ABOUT THIS EXERCISE
A single number is the whole answer: the tally of lines in the data below that include the word "executing".

DATA FOR ANALYSIS
/// Per-call execution context
///
/// Borrowed view of a session handed down the tree on every Execute/Resume/Fail call.
/// Handlers use it to read and write the process and to see where they sit in the
/// active-node stack.

use crate::process::Process;
use uuid::Uuid;

pub struct SessionContext<'a> {
    session_id: Uuid,
    process: &'a mut Process,
    active: &'a mut Vec<String>,
    cancelled: bool,
}

impl<'a> SessionContext<'a> {
    pub(crate) fn new(
        session_id: Uuid,
        process: &'a mut Process,
        active: &'a mut Vec<String>,
        cancelled: bool,
    ) -> Self {
        Self {
            session_id,
            process,
            active,
            cancelled,
        }
    }

    pub fn session_id(&self) -> Uuid {
        self.session_id
    }

    pub fn process(&self) -> &Process {
        &*self.process
    }

    pub fn process_mut(&mut self) -> &mut Process {
        &mut *self.process
    }

    /// Id of the node currently executing (top of the active stack)
    pub fn current_node(&self) -> Option<&str> {
        self.active.last().map(String::as_str)
    }

    /// Ids from the root down to the node currently executing
    pub fn active_path(&self) -> &[String] {
        self.active.as_slice()
    }

    /// Whether the owning session has latched its cancellation flag
    pub fn is_cancelled(&self) -> bool {
        self.cancelled
    }

    pub(crate) fn enter(&mut self, node_id: &str) {
        self.active.push(node_id.to_string());
    }

    pub(crate) fn exit(&mut self) {
        self.active.pop();
    }
}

ANSWER AREA
2